The NYPD spying controversy: a microcosm for the 9/11 era

Government officials from both parties eagerly line up to support the anti-Muslim surveillance

VIDEO
In this Dec. 29, 2011, file photo, New York City Police Commissioner Ray Kelly speaks at a news conference with New York Mayor Michael Bloomberg, left, in Brooklyn, N.Y.

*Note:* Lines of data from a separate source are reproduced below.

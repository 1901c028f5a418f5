//! 接收任务
//!
//! 以有界等待从共享队列取值并在串口上报告。接收任务运行在
//! 更高优先级的中断执行器上，队列一旦非空即抢占发送任务，
//! 因此每次轮询前队列都应当已被排空。

use embassy_time::Duration;
use embedded_io::Write;
use portable_atomic::{AtomicU32, Ordering};

use crate::serial::Console;
use crate::sync::queue::ReceiveTimeout;
use crate::util::log::*;
use crate::ValueQueue;

use super::{MSG_QUEUE_NOT_EMPTY, MSG_RECEIVE_TIMEOUT};

// ===== 软错误统计 =====
/// 接收超时事件总数
static RECEIVE_TIMEOUTS: AtomicU32 = AtomicU32::new(0);

/// 占用量异常 (轮询前队列非空) 事件总数
static OCCUPANCY_VIOLATIONS: AtomicU32 = AtomicU32::new(0);

/// 一次接收轮询的结果
#[derive(Debug, Clone, Copy, PartialEq, Eq)]
pub enum ReceiveOutcome {
    /// 在等待窗口内取到值
    Received(i32),
    /// 等待窗口内无数据
    TimedOut,
}

/// 单次接收轮询
///
/// 先检查占用量: 接收方优先级更高，正常情况下此时队列必空，
/// 非空说明时序参数失调；随后做有界等待接收。两类异常都只
/// 记录诊断，不致命。`timeout` 作为参数传入，测试可以直接
/// 构造超时而不必依赖真实的 50/100ms 时序。
pub async fn poll_once<W: Write>(
    queue: &ValueQueue,
    console: &Console<W>,
    timeout: Duration,
) -> ReceiveOutcome {
    if !queue.is_empty() {
        OCCUPANCY_VIOLATIONS.fetch_add(1, Ordering::Relaxed);
        log_warn!("unexpected queue occupancy: {}", queue.len());
        console.write_line(MSG_QUEUE_NOT_EMPTY).await;
    }

    match queue.receive_timeout(timeout).await {
        Ok(value) => {
            console
                .write_fmt(format_args!("Received = {:4}\r\n", value))
                .await;
            ReceiveOutcome::Received(value)
        }
        Err(ReceiveTimeout) => {
            RECEIVE_TIMEOUTS.fetch_add(1, Ordering::Relaxed);
            console.write_line(MSG_RECEIVE_TIMEOUT).await;
            ReceiveOutcome::TimedOut
        }
    }
}

/// 接收任务主循环，永不返回
pub async fn run<W: Write>(queue: &ValueQueue, console: &Console<W>, timeout: Duration) {
    log_info!("Receiver task started");

    let mut received: u64 = 0;

    loop {
        if let ReceiveOutcome::Received(_) = poll_once(queue, console, timeout).await {
            received += 1;
            if received % 100 == 0 {
                log_debug!("Receiver: {} values received", received);
            }
        }
    }
}

/// 接收超时事件总数
pub fn receive_timeouts() -> u32 {
    RECEIVE_TIMEOUTS.load(Ordering::Relaxed)
}

/// 占用量异常事件总数
pub fn occupancy_violations() -> u32 {
    OCCUPANCY_VIOLATIONS.load(Ordering::Relaxed)
}

// ===== 固件任务封装 =====

/// 接收任务入口，运行在高优先级中断执行器
#[cfg(feature = "firmware")]
#[embassy_executor::task]
pub async fn receiver_task(
    queue: &'static ValueQueue,
    console: &'static crate::serial::SerialConsole,
) {
    run(queue, console, crate::config::RECEIVE_TIMEOUT).await;
}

In this Dec. 29, 2011, file photo, New York City Police Commissioner Ray Kelly speaks at a news conference with New York Mayor Michael Bloomberg, left, in Brooklyn, N.Y.  (Credit: AP Photo/Henny Ray Abrams, File)

(updated below)

The NYPD spying program exposed by Associated Press may be the most flagrant instance in the War on Terror where “being Muslim” is overtly equated by a government agency to being a Terror threat. It is beyond question that huge numbers of completely innocent, law-abiding people — and the institutions to which they belong and even the businesses they patronize — were extensively surveilled and infiltrated for no reason whatsoever other than their religious and/or ethnic identity. That includes a small Newark school for African-American Muslim children in the first to fourth grades as well as every Halal restaurant that could be located. And in the ensuing fallout we find a perfect microcosm for how War on Terror civil liberties abuses have not only endured, but continue to thrive domestically, more than a full decade after the last successful Terrorist attack on U.S. soil.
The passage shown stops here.